STAT MI Cuts Heart Attack Damage
words by eve jacobs / illustration by eric miller
eart attacks demand swift medical action. The NJMS/UH cardiology team’s inspired application of cell phone technology to reducing delays in getting patients into the cardiac catheterization laboratory has had an enormous impact since its launch (noted just over two years ago in Time magazine’s review of the year’s top medical triumphs). The team uses new wireless technologies and software linked in a network to transmit high resolution electrocardiograms (ECGs) from the ambulance directly to cardiologists via their smart phones.

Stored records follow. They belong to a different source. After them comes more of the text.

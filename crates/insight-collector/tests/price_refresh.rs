//! 가격 갱신 오케스트레이터 테스트.

mod common;

use async_trait::async_trait;
use chrono::{DateTime, Duration as ChronoDuration, NaiveDate, Utc};
use insight_collector::modules::PriceRefresh;
use insight_collector::CollectorError;
use insight_core::PriceBar;
use insight_data::{
    DataError, InMemoryStore, ManualClock, PriceScraper, PriceStore, RatingStore, ScraperConfig,
    YahooChartScraper,
};
use mockito::Matcher;
use rand::rngs::StdRng;
use rand::SeedableRng;
use rust_decimal_macros::dec;
use std::collections::HashMap;
use std::sync::{Arc, Mutex};
use std::time::Duration;
use tokio_util::sync::CancellationToken;

const THROTTLE: Duration = Duration::from_millis(500);

#[derive(Clone)]
enum Scripted {
    Bars(Vec<PriceBar>),
    NoData,
    Fail,
}

/// 티커별로 정해진 결과를 돌려주고 호출 구간을 기록하는 스크래퍼
#[derive(Default)]
struct ScriptedScraper {
    results: HashMap<String, Scripted>,
    calls: Mutex<Vec<(String, DateTime<Utc>, DateTime<Utc>)>>,
    cancel_on_call: Option<CancellationToken>,
}

impl ScriptedScraper {
    fn with(mut self, ticker: &str, result: Scripted) -> Self {
        self.results.insert(ticker.to_string(), result);
        self
    }

    fn calls(&self) -> Vec<(String, DateTime<Utc>, DateTime<Utc>)> {
        self.calls.lock().unwrap().clone()
    }
}

#[async_trait]
impl PriceScraper for ScriptedScraper {
    async fn get_historical_data(
        &self,
        ticker: &str,
        from: DateTime<Utc>,
        to: DateTime<Utc>,
    ) -> insight_data::Result<Vec<PriceBar>> {
        self.calls.lock().unwrap().push((ticker.to_string(), from, to));
        if let Some(token) = &self.cancel_on_call {
            token.cancel();
        }
        match self.results.get(ticker) {
            Some(Scripted::Bars(bars)) => Ok(bars.clone()),
            Some(Scripted::NoData) | None => Err(DataError::NoData(ticker.to_string())),
            Some(Scripted::Fail) => Err(DataError::HttpStatus {
                status: 500,
                body: "internal".into(),
            }),
        }
    }
}

fn day(y: i32, m: u32, d: u32) -> NaiveDate {
    NaiveDate::from_ymd_opt(y, m, d).unwrap()
}

async fn store_with(tickers: &[(&str, i64)]) -> Arc<InMemoryStore> {
    let store = Arc::new(InMemoryStore::new());
    for (ticker, offset) in tickers {
        store
            .upsert_rating(&common::rating(ticker, *offset))
            .await
            .unwrap();
    }
    store
}

fn refresh(
    store: &Arc<InMemoryStore>,
    scraper: Arc<dyn PriceScraper>,
    clock: &Arc<ManualClock>,
) -> PriceRefresh {
    PriceRefresh::new(store.clone(), scraper, store.clone(), clock.clone(), THROTTLE)
}

#[tokio::test]
async fn test_failure_does_not_stop_other_tickers() {
    let store = store_with(&[("AAPL", 0), ("MSFT", 0), ("NVDA", 0)]).await;
    let scraper = Arc::new(
        ScriptedScraper::default()
            .with("AAPL", Scripted::Bars(common::bars("AAPL", day(2025, 1, 6), 5)))
            .with("MSFT", Scripted::Fail)
            .with("NVDA", Scripted::NoData),
    );
    let clock = Arc::new(ManualClock::new(common::base_time()));

    let stats = refresh(&store, scraper.clone(), &clock)
        .run(&CancellationToken::new())
        .await
        .unwrap();

    let called: Vec<String> = scraper.calls().into_iter().map(|(t, _, _)| t).collect();
    assert_eq!(called, vec!["AAPL", "MSFT", "NVDA"]);

    assert_eq!(stats.total, 3);
    assert_eq!(stats.success, 1);
    assert_eq!(stats.errors, 1);
    assert_eq!(stats.empty, 1);
    assert_eq!(stats.total_records, 5);
    assert_eq!(store.price_bar_count().await, 5);

    // 티커마다 한 번씩 대기
    assert_eq!(clock.sleeps(), vec![THROTTLE; 3]);
}

#[tokio::test]
async fn test_window_starts_one_hour_early() {
    let store = store_with(&[("AAPL", 0), ("AAPL", 90), ("AAPL", 30)]).await;
    let scraper = Arc::new(ScriptedScraper::default());
    let clock = Arc::new(ManualClock::new(common::base_time()));

    refresh(&store, scraper.clone(), &clock)
        .run(&CancellationToken::new())
        .await
        .unwrap();

    let calls = scraper.calls();
    assert_eq!(calls.len(), 1);
    let (_, from, to) = &calls[0];
    assert_eq!(*from, common::base_time() - ChronoDuration::hours(1));
    assert_eq!(*to, common::base_time() + ChronoDuration::minutes(90));
}

#[tokio::test]
async fn test_inconsistent_row_is_skipped() {
    let store = store_with(&[("AAPL", 0)]).await;
    let mut bars = common::bars("AAPL", day(2025, 1, 1), 10);
    bars[3].high = dec!(90);
    bars[3].low = dec!(95);

    let scraper = Arc::new(ScriptedScraper::default().with("AAPL", Scripted::Bars(bars)));
    let clock = Arc::new(ManualClock::new(common::base_time()));

    let stats = refresh(&store, scraper, &clock)
        .run(&CancellationToken::new())
        .await
        .unwrap();

    assert_eq!(stats.success, 1);
    assert_eq!(stats.total_records, 9);
    assert_eq!(stats.skipped_records, 1);

    let stored = store
        .price_bars("AAPL", day(2025, 1, 1), day(2025, 1, 10))
        .await
        .unwrap();
    assert_eq!(stored.len(), 9);
    assert!(stored.iter().all(|b| b.date != day(2025, 1, 4)));
}

#[tokio::test]
async fn test_coverage_failure_is_fatal() {
    let store = store_with(&[("AAPL", 0)]).await;
    store.set_unavailable(true);
    let scraper = Arc::new(ScriptedScraper::default());
    let clock = Arc::new(ManualClock::new(common::base_time()));

    let err = refresh(&store, scraper.clone(), &clock)
        .run(&CancellationToken::new())
        .await
        .unwrap_err();

    assert!(matches!(
        err,
        CollectorError::Data(DataError::ConnectionError(_))
    ));
    assert!(scraper.calls().is_empty());
}

#[tokio::test]
async fn test_no_tickers_is_noop() {
    let store = Arc::new(InMemoryStore::new());
    let clock = Arc::new(ManualClock::new(common::base_time()));

    let stats = refresh(&store, Arc::new(ScriptedScraper::default()), &clock)
        .run(&CancellationToken::new())
        .await
        .unwrap();

    assert_eq!(stats.total, 0);
    assert!(clock.sleeps().is_empty());
}

#[tokio::test]
async fn test_cancel_stops_after_current_ticker() {
    let store = store_with(&[("AAPL", 0), ("MSFT", 0)]).await;
    let cancel = CancellationToken::new();
    let scraper = Arc::new(ScriptedScraper {
        cancel_on_call: Some(cancel.clone()),
        ..Default::default()
    }
    .with("AAPL", Scripted::Bars(common::bars("AAPL", day(2025, 1, 6), 2))));
    let clock = Arc::new(ManualClock::new(common::base_time()));

    let stats = refresh(&store, scraper.clone(), &clock)
        .run(&cancel)
        .await
        .unwrap();

    assert!(stats.cancelled);
    assert_eq!(stats.total, 1);
    assert_eq!(scraper.calls().len(), 1);
    // 현재 티커의 저장은 끝난 상태
    assert_eq!(store.price_bar_count().await, 2);
}

/// 2025-01-10, 2025-01-13 두 거래일
const TWO_DAYS: &str = r#"{"chart": {"result": [{
    "timestamp": [1736519400, 1736778600],
    "indicators": {"quote": [{
        "open": [236.0, 233.5],
        "high": [237.25, 234.75],
        "low": [234.5, 229.75],
        "close": [236.75, 234.25],
        "volume": [61710900, 49630700]
    }]}
}], "error": null}}"#;

#[tokio::test]
async fn test_refresh_against_chart_server_is_idempotent() {
    let mut server = mockito::Server::new_async().await;
    // 구간 시작 = 첫 보고 시각(2025-01-10 14:30 UTC) - 1시간
    let chart = server
        .mock("GET", "/v8/finance/chart/AAPL")
        .match_query(Matcher::AllOf(vec![
            Matcher::UrlEncoded("period1".into(), "1736515800".into()),
            Matcher::UrlEncoded("period2".into(), "1736519400".into()),
            Matcher::UrlEncoded("interval".into(), "1d".into()),
        ]))
        .with_status(200)
        .with_header("content-type", "application/json")
        .with_body(TWO_DAYS)
        .expect(2)
        .create_async()
        .await;

    let store = store_with(&[("AAPL", 0)]).await;
    let clock = Arc::new(ManualClock::new(common::base_time()));
    let config = ScraperConfig {
        base_url: server.url(),
        ..Default::default()
    };
    let scraper: Arc<dyn PriceScraper> = Arc::new(
        YahooChartScraper::new(config, clock.clone(), StdRng::seed_from_u64(42)).unwrap(),
    );

    for _ in 0..2 {
        let stats = refresh(&store, scraper.clone(), &clock)
            .run(&CancellationToken::new())
            .await
            .unwrap();
        assert_eq!(stats.success, 1);
        assert_eq!(stats.total_records, 2);
    }

    chart.assert_async().await;
    assert_eq!(store.price_bar_count().await, 2);

    let stored = store
        .price_bars("AAPL", day(2025, 1, 10), day(2025, 1, 13))
        .await
        .unwrap();
    assert_eq!(stored[0].date, day(2025, 1, 10));
    assert_eq!(stored[1].close, dec!(234.25));
}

The time from administering the initial ECG in the field to availability for view by the physician on the smart phone is approximately 90 seconds. If the cardiologist verifies that the patient is having a heart attack, the patient skips the ER and is transported directly into the hospital’s cardiac catheterization lab for primary angioplasty.
Now, this same group has taken another giant step in heart care, demonstrating the value of the STAT MI program way beyond their own wildest imaginations. They’ve proven that heart attack size is smaller, length of hospital stay is shorter and mortality is reduced for patients treated through this early identification wireless network system. “The size of the heart attack is the biggest predictor of long-term outcome,” says Marc Klapholz, MD, professor of medicine and director of cardiology at UMDNJ-New Jersey Medical School (NJMS) and University Hospital (UH), who heads up the project.
In addition, gender bias, which puts women at a serious disadvantage in heart attack treatment, is virtually eliminated. Klapholz explains: “The STAT MI program certainly benefits men — their time into treatment is cut by 63 minutes. But women benefit even more — their time is cut by 131 minutes, which translates into greatly reduced heart attack size and vastly improved pump function.”
And it doesn’t stop there. Edo Kaluski, MD, director of interventional cardiology at NJMS/UH, explains that there is a “halo effect,” which means that even heart attack patients who walked into the emergency room, so were not part of the STAT MI group, benefited since medical response time for all patients was reduced. “STAT MI had a good effect for everybody. And refinements leading to improvements have continued over time — meaning further reductions in response time and greater improvements for all STAT MI and other heart attack patients,” he says.